Solution to the Problem
Choose a plan that does not have any geographical limitations. The only thing worse than having a
medical problem while on a vacation or a business trip is finding out that it is not covered. Ask your
agent what would happen if 1) you chose to go out of state for medical treatment and 2) how a
medical problem would be handled if you were in a foreign country. Remember, your health plan
should cover you in the worst case scenario.

Fact #6: Some Health Insurance Companies Do Not Cover On The Job Injuries
Business owners, self-employed people and independent contractors are not always covered by
worker’s compensation plans, and many health plans exclude on-the-job injuries. People who work
several jobs or have businesses on the side are usually not covered by their primary employer’s
insurance.
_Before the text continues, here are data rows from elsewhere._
//! Utility modules for slimify

pub mod logging;

pub use logging::{init_logging, LoggingConfig};
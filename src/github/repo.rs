//! Resolution of the `owner/repo` pair the workflows belong to

use super::error::GitHubError;
use std::env;
use std::fmt;
use std::path::Path;
use std::process::Command;
use tracing::debug;

#[derive(Debug, Clone, PartialEq, Eq)]
pub struct Repository {
    pub owner: String,
    pub name: String,
}

impl Repository {
    /// Parses `owner/repo`
    pub fn parse(slug: &str) -> Option<Self> {
        let slug = slug.trim().trim_end_matches('/');
        let slug = slug.strip_suffix(".git").unwrap_or(slug);
        let (owner, name) = slug.split_once('/')?;
        if owner.is_empty() || name.is_empty() || name.contains('/') {
            return None;
        }
        Some(Self {
            owner: owner.to_string(),
            name: name.to_string(),
        })
    }

    /// Parses a GitHub remote URL in SSH (`git@github.com:o/r.git`),
    /// `ssh://` or HTTPS form
    pub fn from_remote_url(url: &str) -> Option<Self> {
        let url = url.trim();
        let path = if let Some(rest) = url.strip_prefix("git@") {
            rest.split_once(':')?.1
        } else {
            let (_, rest) = url.split_once("://")?;
            let (_, path) = rest.split_once('/')?;
            path
        };
        Self::parse(path)
    }

    /// Resolves the repository from `GITHUB_REPOSITORY`, then from the
    /// `origin` remote of the git checkout at `repo_root`
    pub fn detect(repo_root: &Path) -> Result<Self, GitHubError> {
        if let Ok(slug) = env::var("GITHUB_REPOSITORY") {
            debug!(slug = %slug, "Using GITHUB_REPOSITORY");
            return Self::parse(&slug).ok_or_else(|| {
                GitHubError::Repository(format!("invalid GITHUB_REPOSITORY value '{}'", slug))
            });
        }

        let output = Command::new("git")
            .arg("-C")
            .arg(repo_root)
            .args(["remote", "get-url", "origin"])
            .output()
            .map_err(|e| GitHubError::Repository(format!("failed to run git: {}", e)))?;

        if !output.status.success() {
            return Err(GitHubError::Repository(
                "no 'origin' remote configured".to_string(),
            ));
        }

        let url = String::from_utf8_lossy(&output.stdout);
        debug!(remote = %url.trim(), "Using origin remote");
        Self::from_remote_url(&url).ok_or_else(|| {
            GitHubError::Repository(format!("unrecognized remote URL '{}'", url.trim()))
        })
    }
}

impl fmt::Display for Repository {
    fn fmt(&self, f: &mut fmt::Formatter<'_>) -> fmt::Result {
        write!(f, "{}/{}", self.owner, self.name)
    }
}
//! Heuristic extraction of command names from shell scripts
//!
//! This is not a shell parser. The pipeline is:
//!
//! 1. split the script into lines, dropping blanks, comments and shebangs
//! 2. split each line at control and redirection operators
//! 3. skip leading `NAME=value` assignments and wrapper commands (`sudo`, `env`, ...)
//! 4. reduce the first remaining word to its basename
//!
//! Known limitations: quoting and escaping are ignored, so an operator inside a
//! string splits the line; subshells, functions, heredoc bodies and line
//! continuations are not understood. Odd input yields odd or no commands,
//! never an error.

/// Operators that end one command and start the next, longest first
pub const COMMAND_SEPARATORS: &[&str] = &["||", "|", "&&", ";", ">>", "<<", ">", "<"];

/// Commands that only wrap the real command and can be stacked
pub const WRAPPER_PREFIXES: &[&str] = &["sudo", "env", "time", "nohup", "setsid", "stdbuf"];

/// Extracts the command basenames invoked by a script, in order of appearance
pub fn extract_commands(script: &str) -> Vec<String> {
    script
        .lines()
        .map(str::trim)
        .filter(|line| !line.is_empty() && !line.starts_with('#'))
        .flat_map(split_command_line)
        .filter_map(command_of_fragment)
        .filter_map(|command| basename(command).map(str::to_string))
        .collect()
}

/// Splits a line into single-command fragments at [`COMMAND_SEPARATORS`]
pub fn split_command_line(line: &str) -> Vec<&str> {
    let mut fragments = vec![line];
    for separator in COMMAND_SEPARATORS {
        fragments = fragments
            .into_iter()
            .flat_map(|fragment| fragment.split(*separator))
            .map(str::trim)
            .filter(|fragment| !fragment.is_empty())
            .collect();
    }
    fragments
}

/// Returns the command word of one fragment, skipping assignments and wrappers
pub fn command_of_fragment(fragment: &str) -> Option<&str> {
    fragment
        .split_whitespace()
        .find(|token| !is_assignment(token) && !WRAPPER_PREFIXES.contains(token))
}

fn is_assignment(token: &str) -> bool {
    token.contains('=')
}

/// Strips any directory part: `/usr/bin/docker` becomes `docker`
pub fn basename(command: &str) -> Option<&str> {
    let name = command.rsplit('/').next().unwrap_or(command).trim();
    (!name.is_empty()).then_some(name)
}
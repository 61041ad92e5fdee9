//! Detection of shell commands the slim runner does not provide
//!
//! A job can pass every eligibility criterion and still call a tool that only
//! exists on the full runner image. This module pulls command names out of the
//! job's `run` steps and checks them against a [`CompatibilityTable`]. The
//! result is advisory: callers surface it as a warning next to the verdict.

pub mod extract;
pub mod table;

use crate::eligibility::targets_source_runner;
use crate::workflow::Job;
use std::collections::BTreeSet;
use tracing::trace;

pub use extract::extract_commands;
pub use table::{CommandCatalog, CompatibilityTable, TableError, DEFAULT_MISSING_COMMANDS};

/// Every distinct command basename invoked across the job's `run` steps
pub fn job_commands(job: &Job) -> BTreeSet<String> {
    job.scripts().flat_map(extract_commands).collect()
}

/// Commands the job invokes that the catalog marks as unsupported.
///
/// Only jobs on the source runner are scanned; anything else returns an
/// empty set without looking at the steps.
pub fn extract_missing_commands<C>(job: &Job, catalog: &C) -> BTreeSet<String>
where
    C: CommandCatalog + ?Sized,
{
    if !targets_source_runner(job) {
        return BTreeSet::new();
    }

    let missing: BTreeSet<String> = job_commands(job)
        .into_iter()
        .filter(|command| catalog.is_unsupported(command))
        .collect();

    trace!(job = %job.id, ?missing, "Checked job commands");
    missing
}
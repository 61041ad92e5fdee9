//! Configuration management for slimify
//!
//! Settings are loaded from environment variables with sensible defaults.
//! Command-line flags override individual fields in the CLI handlers.
//!
//! # Environment Variables
//!
//! - `SLIMIFY_WORKFLOW_DIR`: Workflow directory relative to the repository root - default: ".github/workflows"
//! - `SLIMIFY_LOG_LEVEL`: Logging level - default: "info"
//! - `SLIMIFY_REQUEST_TIMEOUT`: GitHub API timeout in seconds - default: "30"
//! - `SLIMIFY_COMPAT_TABLE`: Path to a YAML/JSON list of commands missing on ubuntu-slim (optional)
//! - `GITHUB_API_URL`: GitHub API endpoint - default: "https://api.github.com"
//! - `GITHUB_TOKEN` / `GH_TOKEN`: API token (optional, first one set wins)
//!
//! # Example
//!
//! ```no_run
//! use slimify::SlimifyConfig;
//!
//! let config = SlimifyConfig::default();
//! config.validate().expect("Invalid configuration");
//! let table = config.compatibility_table().expect("Invalid compatibility table");
//! ```

use crate::commands::{CompatibilityTable, TableError};
use crate::github::DEFAULT_API_URL;
use crate::scan::DEFAULT_WORKFLOW_DIR;
use std::env;
use std::fmt;
use std::path::PathBuf;
use std::time::Duration;
use thiserror::Error;

const DEFAULT_LOG_LEVEL: &str = "info";
const DEFAULT_REQUEST_TIMEOUT_SECS: u64 = 30;

#[derive(Debug, Error)]
pub enum ConfigError {
    /// Configuration validation failed
    #[error("Configuration validation failed: {0}")]
    ValidationFailed(String),

    /// The compatibility table could not be loaded
    #[error(transparent)]
    CompatibilityTable(#[from] TableError),
}

#[derive(Clone)]
pub struct SlimifyConfig {
    /// Workflow directory, relative to the repository root
    pub workflow_dir: PathBuf,

    /// Logging level (trace, debug, info, warn, error)
    pub log_level: String,

    /// GitHub API request timeout in seconds
    pub request_timeout_secs: u64,

    /// Optional override for the built-in compatibility table
    pub compat_table_path: Option<PathBuf>,

    /// GitHub API endpoint
    pub github_api_url: String,

    /// GitHub API token
    pub github_token: Option<String>,
}

impl Default for SlimifyConfig {
    /// Loads the configuration from `SLIMIFY_*` and GitHub environment variables
    fn default() -> Self {
        let workflow_dir = env::var("SLIMIFY_WORKFLOW_DIR")
            .map(PathBuf::from)
            .unwrap_or_else(|_| PathBuf::from(DEFAULT_WORKFLOW_DIR));

        let log_level = env::var("SLIMIFY_LOG_LEVEL")
            .unwrap_or_else(|_| DEFAULT_LOG_LEVEL.to_string())
            .to_lowercase();

        let request_timeout_secs = env::var("SLIMIFY_REQUEST_TIMEOUT")
            .ok()
            .and_then(|v| v.parse::<u64>().ok())
            .unwrap_or(DEFAULT_REQUEST_TIMEOUT_SECS);

        let compat_table_path = env::var("SLIMIFY_COMPAT_TABLE").ok().map(PathBuf::from);

        let github_api_url =
            env::var("GITHUB_API_URL").unwrap_or_else(|_| DEFAULT_API_URL.to_string());

        let github_token = ["GITHUB_TOKEN", "GH_TOKEN"]
            .iter()
            .filter_map(|key| env::var(key).ok())
            .find(|token| !token.is_empty());

        Self {
            workflow_dir,
            log_level,
            request_timeout_secs,
            compat_table_path,
            github_api_url,
            github_token,
        }
    }
}

impl SlimifyConfig {
    /// Validates the configuration
    ///
    /// # Errors
    ///
    /// Returns `ConfigError::ValidationFailed` if the timeout is outside
    /// 1..=600 seconds or the log level is unknown.
    pub fn validate(&self) -> Result<(), ConfigError> {
        if self.request_timeout_secs == 0 {
            return Err(ConfigError::ValidationFailed(
                "Request timeout must be at least 1 second".to_string(),
            ));
        }
        if self.request_timeout_secs > 600 {
            return Err(ConfigError::ValidationFailed(
                "Request timeout cannot exceed 10 minutes".to_string(),
            ));
        }

        match self.log_level.as_str() {
            "trace" | "debug" | "info" | "warn" | "error" => {}
            _ => {
                return Err(ConfigError::ValidationFailed(format!(
                    "Invalid log level: {}. Valid options: trace, debug, info, warn, error",
                    self.log_level
                )))
            }
        }

        Ok(())
    }

    pub fn request_timeout(&self) -> Duration {
        Duration::from_secs(self.request_timeout_secs)
    }

    /// The built-in table, or the one at `compat_table_path` when set
    pub fn compatibility_table(&self) -> Result<CompatibilityTable, ConfigError> {
        match &self.compat_table_path {
            Some(path) => Ok(CompatibilityTable::from_file(path)?),
            None => Ok(CompatibilityTable::default()),
        }
    }
}

impl fmt::Debug for SlimifyConfig {
    fn fmt(&self, f: &mut fmt::Formatter<'_>) -> fmt::Result {
        f.debug_struct("SlimifyConfig")
            .field("workflow_dir", &self.workflow_dir)
            .field("log_level", &self.log_level)
            .field("request_timeout_secs", &self.request_timeout_secs)
            .field("compat_table_path", &self.compat_table_path)
            .field("github_api_url", &self.github_api_url)
            .field("github_token", &self.github_token.as_ref().map(|_| "***"))
            .finish()
    }
}

impl fmt::Display for SlimifyConfig {
    fn fmt(&self, f: &mut fmt::Formatter<'_>) -> fmt::Result {
        writeln!(f, "Slimify Configuration:")?;
        writeln!(f, "  Workflow Dir: {}", self.workflow_dir.display())?;
        writeln!(f, "  Log Level: {}", self.log_level)?;
        writeln!(f, "  Request Timeout: {}s", self.request_timeout_secs)?;
        if let Some(ref path) = self.compat_table_path {
            writeln!(f, "  Compatibility Table: {}", path.display())?;
        }
        writeln!(f, "  GitHub API: {}", self.github_api_url)?;
        writeln!(
            f,
            "  GitHub Token: {}",
            if self.github_token.is_some() { "set" } else { "not set" }
        )?;
        Ok(())
    }
}
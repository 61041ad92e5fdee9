use slimify::cli::commands::{CliArgs, Commands};
use slimify::cli::handlers::{handle_fix, handle_scan};
use slimify::util::logging::{self, LoggingConfig};
use slimify::VERSION;

use clap::Parser;
use tracing::{debug, Level};

#[tokio::main]
async fn main() {
    let args = CliArgs::parse();
    init_logging_from_args(&args);

    debug!("slimify v{} starting", VERSION);
    debug!("Arguments: {:?}", args);

    let exit_code = match &args.command {
        Some(Commands::Scan(scan_args)) => handle_scan(scan_args, args.verbose).await,
        Some(Commands::Fix(fix_args)) => handle_fix(fix_args, args.quiet).await,
        None => handle_scan(&args.scan, args.verbose).await,
    };

    std::process::exit(exit_code);
}

fn init_logging_from_args(args: &CliArgs) {
    let level = if let Some(level_str) = &args.log_level {
        logging::parse_level(level_str)
    } else if args.verbose {
        Level::DEBUG
    } else if args.quiet {
        Level::ERROR
    } else {
        logging::level_from_env()
    };

    logging::init_logging(LoggingConfig {
        level,
        use_json: logging::json_from_env(),
        ..Default::default()
    });
}
//! Table of commands the slim runner does not provide

use serde::Deserialize;
use std::collections::{BTreeMap, HashSet};
use std::fs;
use std::path::{Path, PathBuf};
use thiserror::Error;

/// Commands preinstalled on ubuntu-latest but absent from ubuntu-slim
pub const DEFAULT_MISSING_COMMANDS: &[&str] = &[
    // Container tooling
    "docker",
    "docker-compose",
    "podman",
    "buildah",
    "skopeo",
    // Kubernetes
    "kubectl",
    "helm",
    "kind",
    "minikube",
    "kustomize",
    // Cloud and infrastructure CLIs
    "az",
    "aws",
    "gcloud",
    "terraform",
    "packer",
    "pulumi",
    // JVM toolchains
    "java",
    "javac",
    "mvn",
    "gradle",
    "ant",
    "sbt",
    // Other language toolchains
    "dotnet",
    "mono",
    "swift",
    "ghc",
    "cabal",
    "php",
    "composer",
    // Browsers and drivers
    "google-chrome",
    "chromium",
    "chromedriver",
    "firefox",
    "geckodriver",
    // Database clients
    "mysql",
    "psql",
    "sqlcmd",
    "mongosh",
];

/// Lookup seam for "is this command unavailable on the target runner"
pub trait CommandCatalog {
    fn is_unsupported(&self, command: &str) -> bool;
}

impl CommandCatalog for HashSet<String> {
    fn is_unsupported(&self, command: &str) -> bool {
        self.contains(command)
    }
}

#[derive(Debug, Error)]
pub enum TableError {
    #[error("Failed to read compatibility table {}: {source}", path.display())]
    Io {
        path: PathBuf,
        #[source]
        source: std::io::Error,
    },

    #[error("Invalid compatibility table: {0}")]
    Parse(#[from] serde_yaml::Error),
}

/// On-disk shapes: a plain list of names, or `name: unsupported` flags
#[derive(Deserialize)]
#[serde(untagged)]
enum TableSource {
    List(Vec<String>),
    Flags(BTreeMap<String, bool>),
}

/// Read-only set of command basenames unsupported on the target runner
#[derive(Debug, Clone, PartialEq, Eq)]
pub struct CompatibilityTable {
    unsupported: HashSet<String>,
}

impl Default for CompatibilityTable {
    fn default() -> Self {
        Self::new(DEFAULT_MISSING_COMMANDS.iter().copied())
    }
}

impl CompatibilityTable {
    pub fn new<I, S>(commands: I) -> Self
    where
        I: IntoIterator<Item = S>,
        S: Into<String>,
    {
        Self {
            unsupported: commands.into_iter().map(Into::into).collect(),
        }
    }

    /// Parses a YAML (or JSON) list of names, or a mapping of name to flag
    pub fn from_yaml_str(source: &str) -> Result<Self, TableError> {
        let table = match serde_yaml::from_str::<TableSource>(source)? {
            TableSource::List(names) => Self::new(names),
            TableSource::Flags(flags) => Self::new(
                flags
                    .into_iter()
                    .filter_map(|(name, unsupported)| unsupported.then_some(name)),
            ),
        };
        Ok(table)
    }

    pub fn from_file(path: &Path) -> Result<Self, TableError> {
        let source = fs::read_to_string(path).map_err(|source| TableError::Io {
            path: path.to_path_buf(),
            source,
        })?;
        Self::from_yaml_str(&source)
    }

    pub fn len(&self) -> usize {
        self.unsupported.len()
    }

    pub fn is_empty(&self) -> bool {
        self.unsupported.is_empty()
    }
}

impl CommandCatalog for CompatibilityTable {
    fn is_unsupported(&self, command: &str) -> bool {
        self.unsupported.contains(command)
    }
}

#[cfg(test)]
mod tests {
    use super::*;
    use tempfile::NamedTempFile;

    #[test]
    fn test_default_table() {
        let table = CompatibilityTable::default();
        assert!(table.is_unsupported("docker"));
        assert!(table.is_unsupported("kubectl"));
        assert!(!table.is_unsupported("echo"));
        assert_eq!(table.len(), DEFAULT_MISSING_COMMANDS.len());
    }

    #[test]
    fn test_from_yaml_list() {
        let table = CompatibilityTable::from_yaml_str("- foo\n- bar\n").unwrap();
        assert!(table.is_unsupported("foo"));
        assert!(table.is_unsupported("bar"));
        assert!(!table.is_unsupported("docker"));
    }

    #[test]
    fn test_from_json_flags() {
        let table =
            CompatibilityTable::from_yaml_str(r#"{"docker": true, "git": false}"#).unwrap();
        assert!(table.is_unsupported("docker"));
        assert!(!table.is_unsupported("git"));
        assert_eq!(table.len(), 1);
    }

    #[test]
    fn test_invalid_table() {
        let result = CompatibilityTable::from_yaml_str("just a string");
        assert!(matches!(result, Err(TableError::Parse(_))));
    }

    #[test]
    fn test_from_file() {
        let file = NamedTempFile::new().unwrap();
        fs::write(file.path(), "- terraform\n").unwrap();
        let table = CompatibilityTable::from_file(file.path()).unwrap();
        assert!(table.is_unsupported("terraform"));
    }

    #[test]
    fn test_hash_set_is_a_catalog() {
        let set: HashSet<String> = ["make".to_string()].into_iter().collect();
        assert!(set.is_unsupported("make"));
    }
}
//! Subcommand handlers. Each returns the process exit code.

use crate::cli::commands::{FixArgs, ScanArgs, TargetArgs};
use crate::cli::output::{OutputFormat, OutputFormatter};
use crate::config::SlimifyConfig;
use crate::fix::fix_candidates;
use crate::github::{GitHubClient, Repository, RunHistory};
use crate::scan::{ScanReport, Scanner};
use std::env;
use std::path::{Path, PathBuf};
use tracing::{debug, error, info, warn};

pub async fn handle_scan(args: &ScanArgs, verbose: bool) -> i32 {
    info!("Starting workflow scan");

    let Some((repo_path, report)) = run_scan(&args.target).await else {
        return 1;
    };

    let formatter = OutputFormatter::new(args.format.into())
        .with_verbose(verbose)
        .with_repo_root(repo_path);

    match formatter.format_scan(&report) {
        Ok(output) => {
            print!("{}", output);
            0
        }
        Err(e) => {
            error!("Failed to format output: {}", e);
            1
        }
    }
}

pub async fn handle_fix(args: &FixArgs, quiet: bool) -> i32 {
    info!("Updating workflows to use ubuntu-slim");

    let Some((repo_path, report)) = run_scan(&args.target).await else {
        return 1;
    };

    let outcome = match fix_candidates(&report, args.force) {
        Ok(outcome) => outcome,
        Err(e) => {
            error!("Fix failed: {}", e);
            return 1;
        }
    };

    info!(
        jobs = outcome.jobs_fixed(),
        files = outcome.files.len(),
        skipped = outcome.skipped.len(),
        "Fix complete"
    );

    if quiet {
        return 0;
    }

    let formatter = OutputFormatter::new(OutputFormat::Human).with_repo_root(repo_path);
    match formatter.format_fix(&outcome) {
        Ok(output) => {
            print!("{}", output);
            0
        }
        Err(e) => {
            error!("Failed to format output: {}", e);
            1
        }
    }
}

fn resolve_repo_path(target: &TargetArgs) -> Option<PathBuf> {
    let repo_path = match &target.repository_path {
        Some(path) => path.clone(),
        None => match env::current_dir() {
            Ok(dir) => dir,
            Err(e) => {
                error!("Failed to get current directory: {}", e);
                return None;
            }
        },
    };

    if !repo_path.is_dir() {
        error!(
            "Repository path is not a directory: {}",
            repo_path.display()
        );
        return None;
    }

    match repo_path.canonicalize() {
        Ok(path) => Some(path),
        Err(e) => {
            error!("Failed to canonicalize repository path: {}", e);
            None
        }
    }
}

/// Connects to GitHub for run durations. Any failure only disables the
/// duration check.
fn connect_history(config: &SlimifyConfig, repo_path: &Path) -> Option<GitHubClient> {
    let repository = match Repository::detect(repo_path) {
        Ok(repository) => repository,
        Err(e) => {
            warn!("Durations unavailable: {}", e);
            return None;
        }
    };
    debug!(repository = %repository, "Using GitHub repository");

    if config.github_token.is_none() {
        debug!("No GITHUB_TOKEN or GH_TOKEN set, using unauthenticated requests");
    }

    match GitHubClient::new(
        config.github_api_url.clone(),
        repository,
        config.github_token.clone(),
        config.request_timeout(),
    ) {
        Ok(client) => Some(client),
        Err(e) => {
            warn!("Failed to create GitHub client, durations unavailable: {}", e);
            None
        }
    }
}

/// Resolves the repository, loads configuration and runs the scan. Errors are
/// logged here; `None` means the command should exit with 1.
async fn run_scan(target: &TargetArgs) -> Option<(PathBuf, ScanReport)> {
    let repo_path = resolve_repo_path(target)?;
    debug!("Repository path: {}", repo_path.display());

    let config = SlimifyConfig::default();
    if let Err(e) = config.validate() {
        error!("Configuration error: {}", e);
        eprintln!("\nPlease check your SLIMIFY_* environment variables.");
        return None;
    }
    debug!("{:?}", config);

    let table = match config.compatibility_table() {
        Ok(table) => table,
        Err(e) => {
            error!("Failed to load compatibility table: {}", e);
            return None;
        }
    };

    let scanner = Scanner::new(repo_path.clone(), &config.workflow_dir)
        .with_files(target.files.clone())
        .with_table(table);

    let history = if target.skip_duration {
        debug!("Duration check skipped");
        None
    } else {
        connect_history(&config, &repo_path)
    };

    match scanner
        .scan(history.as_ref().map(|h| h as &dyn RunHistory))
        .await
    {
        Ok(report) => Some((repo_path, report)),
        Err(e) => {
            error!("Scan failed: {}", e);
            None
        }
    }
}
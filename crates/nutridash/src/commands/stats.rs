//! Summary statistics command handler.

use serde_json::Value;

use nutridash_core::{Dashboard, ResourceKind, StatsState};

use crate::cli::{GlobalOpts, StatsArgs};
use crate::error::CliError;
use crate::output;

pub async fn handle(
    dashboard: &Dashboard,
    args: StatsArgs,
    global: &GlobalOpts,
) -> Result<(), CliError> {
    let kind = ResourceKind::from(args.kind);
    match dashboard.stats().reload(kind).await {
        StatsState::Loaded(value) => {
            let out = output::render_single(&global.output, &*value, detail, |_| {
                kind.to_string()
            })?;
            output::print_output(&out, global.quiet);
        }
        StatsState::Loading | StatsState::Unavailable => {
            if !global.quiet {
                eprintln!("Statistics for {kind} are unavailable right now");
            }
        }
    }
    Ok(())
}

/// `key: value` lines; nested objects are flattened with dotted keys.
fn detail(value: &Value) -> String {
    let mut lines = Vec::new();
    flatten("", value, &mut lines);
    lines.join("\n")
}

fn flatten(prefix: &str, value: &Value, lines: &mut Vec<String>) {
    match value {
        Value::Object(map) => {
            for (key, inner) in map {
                let key = if prefix.is_empty() {
                    key.clone()
                } else {
                    format!("{prefix}.{key}")
                };
                flatten(&key, inner, lines);
            }
        }
        Value::String(s) => lines.push(format!("{prefix}: {s}")),
        other => lines.push(format!("{prefix}: {other}")),
    }
}
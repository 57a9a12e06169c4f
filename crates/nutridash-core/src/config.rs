// ── Runtime dashboard configuration ──
//
// These types describe *how* to talk to the admin backend and how the
// list layer pages, crawls, and debounces. They never touch disk: the
// CLI (or any other front end) builds a `DashboardConfig` and hands it in.

use std::num::NonZeroUsize;
use std::path::PathBuf;
use std::time::Duration;

use url::Url;

/// TLS verification strategy.
#[derive(Debug, Clone, Default, PartialEq, Eq)]
pub enum TlsVerification {
    /// System CA store (strict).
    #[default]
    SystemDefaults,
    /// Additional CA certificate file.
    CustomCa(PathBuf),
    /// Skip verification (local development backends).
    DangerAcceptInvalid,
}

/// Cache crawl tuning.
#[derive(Debug, Clone, Copy, PartialEq, Eq)]
pub struct CrawlSettings {
    /// Page size of the first, optimistic request.
    pub bulk_page_size: u32,
    /// Page size used when the backend refuses the bulk size.
    pub page_size: u32,
    /// Maximum pages fetched before the crawl is declared incomplete.
    pub max_pages: u32,
}

impl Default for CrawlSettings {
    fn default() -> Self {
        Self {
            bulk_page_size: 1000,
            page_size: 100,
            max_pages: 100,
        }
    }
}

/// Configuration for one dashboard session.
#[derive(Debug, Clone)]
pub struct DashboardConfig {
    /// Backend base URL, e.g. `https://admin.example.com/api/v1/`.
    pub api_url: Url,
    pub tls: TlsVerification,
    /// Per-request ceiling.
    pub timeout: Duration,
    /// Items per visible page.
    pub page_size: NonZeroUsize,
    /// Quiet period after the last keystroke before a search is sent.
    pub search_debounce: Duration,
    pub crawl: CrawlSettings,
    /// Optional `sort` parameter passed to listing endpoints.
    pub sort: Option<String>,
}

impl DashboardConfig {
    pub const DEFAULT_PAGE_SIZE: NonZeroUsize = NonZeroUsize::MIN.saturating_add(19);
    pub const DEFAULT_DEBOUNCE: Duration = Duration::from_millis(300);
    pub const DEFAULT_TIMEOUT: Duration = Duration::from_secs(15);

    pub fn new(api_url: Url) -> Self {
        Self {
            api_url,
            tls: TlsVerification::default(),
            timeout: Self::DEFAULT_TIMEOUT,
            page_size: Self::DEFAULT_PAGE_SIZE,
            search_debounce: Self::DEFAULT_DEBOUNCE,
            crawl: CrawlSettings::default(),
            sort: None,
        }
    }
}
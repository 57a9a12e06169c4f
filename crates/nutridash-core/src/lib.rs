//! List, search, and cache layer between `nutridash-api` and UI consumers.
//!
//! One generic [`ListSession`] replaces the per-screen list logic of the
//! Clinical, Ingredients, and Meals screens:
//!
//! - **[`CollectionCache`]**: one ordered, id-keyed copy of every item of a
//!   [`ResourceKind`], rebuilt lazily by crawling backend pages.
//! - **[`PagedFetcher`]**: stable zero-indexed page slices over the cache.
//! - **[`SearchController`]**: debounced server-side search where a newer
//!   keystroke cancels and supersedes every older request.
//! - **[`InfiniteScroll`]**: next-page trigger with a busy guard, disabled
//!   while a query is active.
//! - **[`Mutator`]**: create/update/delete applied locally only after the
//!   backend confirms.
//!
//! A [`Dashboard`] owns the API client and the cache for the whole
//! application session and vends sessions per resource kind.

pub mod config;
pub mod dashboard;
pub mod error;
pub mod model;
pub mod mutations;
pub mod paging;
pub mod scroll;
pub mod search;
pub mod session;
pub mod stats;
pub mod store;

// ── Primary re-exports ──────────────────────────────────────────────
pub use config::{CrawlSettings, DashboardConfig, TlsVerification};
pub use dashboard::Dashboard;
pub use error::{CoreError, FailureClass};
pub use model::{Item, PageWindow, ResourceKind};
pub use mutations::{Mutator, Updated};
pub use paging::PagedFetcher;
pub use scroll::{InfiniteScroll, ScrollState, ScrollTicket};
pub use search::{SearchController, SearchState};
pub use session::{ListSession, ListView};
pub use stats::{StatsLoader, StatsState};
pub use store::CollectionCache;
Plans that exclude work related medical problems may: 1) not pay for anything that
happens at or because of work and 2) put off paying ANY claim while they “investigate” whether it was
work related or not.

Solution to the Problem
If you are not covered by Workers’ Compensation or similar plan or law, be sure that you choose a
plan will cover you 24 hours a day, whether you are working or not.

Fact #7: All Health Insurance Companies Do Not Increase Rates The Same Way
Some companies may have a provision in their plans which allows them to single individuals out for
rate increases independently of all the other policyholders. They  may raise your rates because you
have caused them to pay out a lot of money for claims. The purpose of a rate increase is to offset
claims loss and inflationary increases. Since all insurance companies are subject to paying claims
and economic variances, there will always be a need for periodic rate increases. However, when the
need arises, you don’t want to be “singled out” due to your age or health status.

Solution to the Problem
Make sure you can NOT be singled out for rate increases on an individual basis. Buy a plan that
performs any necessary rate increases on all the policyholders of the same type in your particular
state.

Summary of Report
Many people find out how their health insurance policy works when they submit a claim. Sometimes it
is a rude awakening. Few people take the time to understand the fine print until it’s too late. As such,
it is worth your time to understand the facts presented in this report. Choose a health insurance plan
based on the quality of the company and the plan first. Then adjust the rates by increasing your
deductible or co-payment amount to make it affordable. Don’t make your buying decision based on
low cost prescriptions, doctor visits and the monthly premium alone. Buy from a professional,
licensed agent in whom you can have complete trust and confidence.
Find out how long it takes the company to pay its claims. Have your agent explain the general list of
exclusions and limitations of the plan. Get the phone number of  your agent and your insurance
company’s customer service division for help and assistance.